In the last year, Narrative Initiative conducted four experimental programs around pressing global issues (populism and the next economy) and methods in the narrative change field (research and technology). We were fortunate enough to gather in person with more than 180 practitioners from across the US and Europe, interview more than 120 narrative change-makers and researchers, and engage with hundreds more of you on webinars, at conferences, and online.
Our work sits alongside the continued expansion of narrative change work in the broader field as more and more organizations not only recognize the crucial importance of narrative work to social change, but are finding new and exciting ways of putting it into practice.
In 2019 we collaborated, learned from and shared space with thousands of narrative change practitioners around the globe. Color of Change, RaceForward and Pop Culture Collab are redefining whose narrative is echoed in politics, film, television and beyond. Hope not hate, NEON, Kleiner Funf, and Action Station are changing who speaks (and how we speak) about equality, fascism, populism, racism and more. ReFrame, Southerners on New Ground, and ISAIAH are examples of state, regional and national groups helping shape narratives grounded in equality and social justice.
As the year comes to a close, we want to share back with the field some of the meta-lessons we’ve drawn from our program work this year.
Lesson 1: Deep narratives are built upon deep connections between people
Collaboration across disciplines and skills speeds up with a shared language. Definitions and shared terminology help practitioners practice, build muscle and lift others up. In Narrative Change: Working Definitions, we shared a set of narrative concepts – story, narrative and deep narrative – that expose the layers of narrative work.

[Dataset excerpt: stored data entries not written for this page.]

use std::sync::Arc;

use time::Date;

use crate::domain::{
    hours::parse_hours_or_zero,
    models::{DepartmentProfile, SubmissionBatch, WorkRecord, MISC_CUSTOMER, OTHER_CUSTOMER, PLEASE_SELECT},
    ports::outbound::{FieldSource, SheetStore},
    session::SessionState,
    SubmitError,
};

use super::{SheetWriter, WriteReceipt};

/// Everything gathered from the rendering layer in one pass over the form.
#[derive(Debug, Clone)]
pub struct FormInput {
    pub date: Date,
    pub worker: String,
    pub records: Vec<WorkRecord>,
}

/// The records that survive validation, with their hour totals split by
/// the routed category when the department has one.
#[derive(Debug, Clone, Default)]
pub struct ValidSubset {
    pub records: Vec<WorkRecord>,
    pub normal_hours: f64,
    pub automated_hours: f64,
}

impl ValidSubset {
    pub fn total_hours(&self) -> f64 {
        self.normal_hours + self.automated_hours
    }

    pub fn is_empty(&self) -> bool {
        self.records.is_empty()
    }
}

/// Orchestrates one department's form session: collects up to
/// `slot_cap` records, validates them, totals the hours and drives the
/// submit workflow against the sheet writer.
pub struct FormSession<S> {
    profile: DepartmentProfile,
    state: SessionState,
    writer: SheetWriter<S>,
}

impl<S: SheetStore> FormSession<S> {
    pub fn new(profile: DepartmentProfile, store: Arc<S>) -> Self {
        let state = SessionState::new(profile.slot_cap);
        Self {
            profile,
            state,
            writer: SheetWriter::new(store),
        }
    }

    pub fn with_writer(profile: DepartmentProfile, writer: SheetWriter<S>) -> Self {
        let state = SessionState::new(profile.slot_cap);
        Self {
            profile,
            state,
            writer,
        }
    }

    pub fn profile(&self) -> &DepartmentProfile {
        &self.profile
    }

    pub fn state(&self) -> &SessionState {
        &self.state
    }

    pub fn add_slot(&mut self) {
        self.state.add_slot();
    }

    /// One-shot success acknowledgment; see [`SessionState::consume_just_submitted`].
    pub fn consume_just_submitted(&mut self) -> bool {
        self.state.consume_just_submitted()
    }

    /// Request every field of the form from the collaborator: the shared
    /// date and worker name, then one record per visible slot, in slot
    /// order. Returns None until a real worker name has been chosen;
    /// nothing below the name renders before that.
    pub fn collect(&self, fields: &impl FieldSource, today: Date) -> Option<FormInput> {
        let worker = fields.select("名前", &self.profile.worker_options(), "name");
        if worker == PLEASE_SELECT {
            return None;
        }

        let date = fields.date("日付を選択してください", "day", today);

        let records = (1..=self.state.slot_count())
            .map(|index| self.collect_slot(fields, index))
            .collect();

        Some(FormInput {
            date,
            worker,
            records,
        })
    }

    fn collect_slot(&self, fields: &impl FieldSource, index: usize) -> WorkRecord {
        let customer = fields.select(
            &format!("メーカー{index}"),
            &self.profile.customer_options(),
            &format!("customer_{index}"),
        );

        let customer_other = if customer == OTHER_CUSTOMER {
            fields.text(
                &format!("メーカー名を入力{index}"),
                &format!("new_customer_{index}"),
                "",
            )
        } else {
            String::new()
        };

        // Miscellaneous work is never categorized; the job type stays blank.
        let job_type = if customer != PLEASE_SELECT && customer != MISC_CUSTOMER {
            fields.select(
                &format!("作業内容{index}"),
                &self.profile.job_type_options(),
                &format!("genre_{index}"),
            )
        } else {
            String::new()
        };

        let job_number = if job_type != PLEASE_SELECT {
            fields
                .text(
                    &format!("工番を入力{index}"),
                    &format!("number_{index}"),
                    self.profile.default_job_number(&job_type),
                )
                .to_uppercase()
        } else {
            String::new()
        };

        let hours = parse_hours_or_zero(&fields.text(
            &format!("時間を入力{index}"),
            &format!("time_{index}"),
            "",
        ));

        WorkRecord {
            customer,
            customer_other,
            job_type,
            job_number,
            hours,
        }
    }

    /// Filter to complete records and total their hours. Incomplete slots
    /// contribute nothing; they are advisory noise, not errors.
    pub fn valid_subset(&self, records: &[WorkRecord]) -> ValidSubset {
        let mut subset = ValidSubset::default();

        for record in records.iter().filter(|record| record.is_complete()) {
            let routed = self
                .profile
                .routed_job_type
                .is_some_and(|routed| routed == record.job_type);
            if routed {
                subset.automated_hours += record.hours;
            } else {
                subset.normal_hours += record.hours;
            }
            subset.records.push(record.clone());
        }

        subset
    }

    /// Submit the complete records as one batch.
    ///
    /// Guarded by the session's advisory in-flight gate; the gate is
    /// always released afterwards so a failed attempt can be retried with
    /// the entered values intact. Nothing is retried automatically.
    pub async fn submit(
        &mut self,
        records: &[WorkRecord],
        date: Date,
        worker: &str,
    ) -> Result<WriteReceipt, SubmitError> {
        if self.state.is_submitting() {
            return Err(SubmitError::AlreadyInFlight);
        }

        self.state.mark_validating();
        let subset = self.valid_subset(records);
        if subset.is_empty() {
            self.state.mark_collecting();
            return Err(SubmitError::NothingToSubmit);
        }

        if !self.state.begin_submit() {
            return Err(SubmitError::AlreadyInFlight);
        }

        let batch = SubmissionBatch::new(date, worker, subset.records);
        tracing::info!(
            worker,
            date = %date,
            records = batch.records.len(),
            total_hours = subset.normal_hours + subset.automated_hours,
            "submitting report batch"
        );

        match self.writer.write(&batch, self.profile.routed_job_type).await {
            Ok(receipt) => {
                self.state.end_submit(true);
                Ok(receipt)
            }
            Err(source) => {
                self.state.end_submit(false);
                let err = SubmitError::Store(source);
                tracing::error!(error = %err, "report batch was not written");
                Err(err)
            }
        }
    }
}
use std::env;

const DEFAULT_API_URL: &str = "https://sheets.googleapis.com/v4/spreadsheets";

#[derive(Debug)]
pub struct SheetsURL(String);

impl AsRef<str> for SheetsURL {
    fn as_ref(&self) -> &str {
        &self.0
    }
}

impl SheetsURL {
    /// Creates a new SheetsURL from the environment variable `SHEETS_API_URL`,
    /// falling back to the public endpoint.
    pub fn from_env() -> Self {
        Self(env::var("SHEETS_API_URL").unwrap_or_else(|_| DEFAULT_API_URL.to_string()))
    }

    /// Append the given path to the URL.
    pub fn append_path(&self, path: &str) -> Self {
        let trimmed_url = self.0.trim_end_matches('/');
        let trimmed_path = path.trim_start_matches('/');
        Self(format!("{}/{}", trimmed_url, trimmed_path))
    }

    pub fn with_param(&self, key: &str, value: &str) -> Self {
        if self.0.contains('?') {
            Self(format!("{}&{}={}", self.0, key, value))
        } else {
            Self(format!("{}?{}={}", self.0, key, value))
        }
    }
}

#[cfg(test)]
mod tests {
    use super::*;

    #[test]
    fn paths_and_params_compose() {
        let url = SheetsURL(DEFAULT_API_URL.to_string())
            .append_path("/sheet-id/values/range:append")
            .with_param("valueInputOption", "USER_ENTERED")
            .with_param("insertDataOption", "INSERT_ROWS");

        assert_eq!(
            url.as_ref(),
            "https://sheets.googleapis.com/v4/spreadsheets/sheet-id/values/range:append\
             ?valueInputOption=USER_ENTERED&insertDataOption=INSERT_ROWS"
        );
    }
}
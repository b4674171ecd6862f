mod field_source;
mod sheet_store;

pub use field_source::*;
pub use sheet_store::*;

We used definitions to help shape conversations about the role of narrative in convenings on populism hosted the US and Berlin. This framework structured conversations among artists, communicators, grassroots activists, academics, funders and others connecting across fields of work and continents.
“Interdisciplinarity busts people out of their silos, shifts perspectives, and with some intentionality, can create opportunities and openings for action,” said Márquez Rhyne of the Narrative Initiative.
“We touched a nerve in Berlin,” Rhyne continued. Authoritarian populism doesn’t just reside in academic analyses and political critiques in Europe. Americans joining conversations about narrative and populism heard about the challenges to and role of a a “bigger we.”
Weaving together the experience and insights of a field demands time spent together. Systems of meaning don’t reside in the abstract, somewhere out there. They come alive in our conversations, practices, and collective way of life. Ultimately, narrative strength is built on a foundation of trust.
Collaboration, infrastructure, investment and testing all present challenges and opportunities for the narratives challenging populism. But, Narrative Initiative’s Liz Hynes observes, “people are hungry for strategic space” to address these challenges. We are grateful that we’ve been able to find, participate in, and co-create some of those spaces. We are eager to do more of that in the year ahead.
Lesson 2: Narrative is a thing – Narrative change is a practice
We also convened communications practitioners and strategists along with campaigners and technologists to learn from one another, share skills and identify needs. Our Narrative Technology program identified tools people use and need to better create, distribute and measure narrative.
Many of the needed tools are already out there. Narrative technology lacks a common language and shared spaces for practitioners to learn from and teach one another. Access and cost limit narrative technology development and restrict the ability of many groups, especially those in communities of color and other frontline positions of change, to use narrative tech and tools.
Access and equity were also themes in the findings of a report on narrative research we released earlier this Fall, Field Guide: Narrative Research Methodologies.
The report posed the question “how can we grow our connection and collective practice?” Conversations with academics, communications strategists and researchers surfaced the recognition that innovation–and progressive narrative change–is hindered when frontline groups at the center of activism for equality and social justice don’t have access to research findings, tools and training, or see their work pushed to the margins.
Lesson 3: Lead with values
We often talk about values-centered communications and leading with values as we reach outward into the world. When our community spoke about the role of fear in campaigns to counter populism we spoke to one another about values in this sense. Which values do we lean on? Which should we guard against?
But this year, we’ve also found that narrative change, culture change, pop culture, arts, even technology reflect the values we demonstrate to each other as we engage in conversation, grow this area of work, and struggle toward equity and justice.
When we hear about access to research and technology what we’re listening to is a call to shape (and re-shape) the values of progressive communities.
We found that values are integral to the spaces we share with you, our colleagues, as we do this work. Many of us want to “build a bigger we.” As we do that, remember that the world is watching and waiting for progressives to declare a vision for what that “we” is, looks like, and creates together.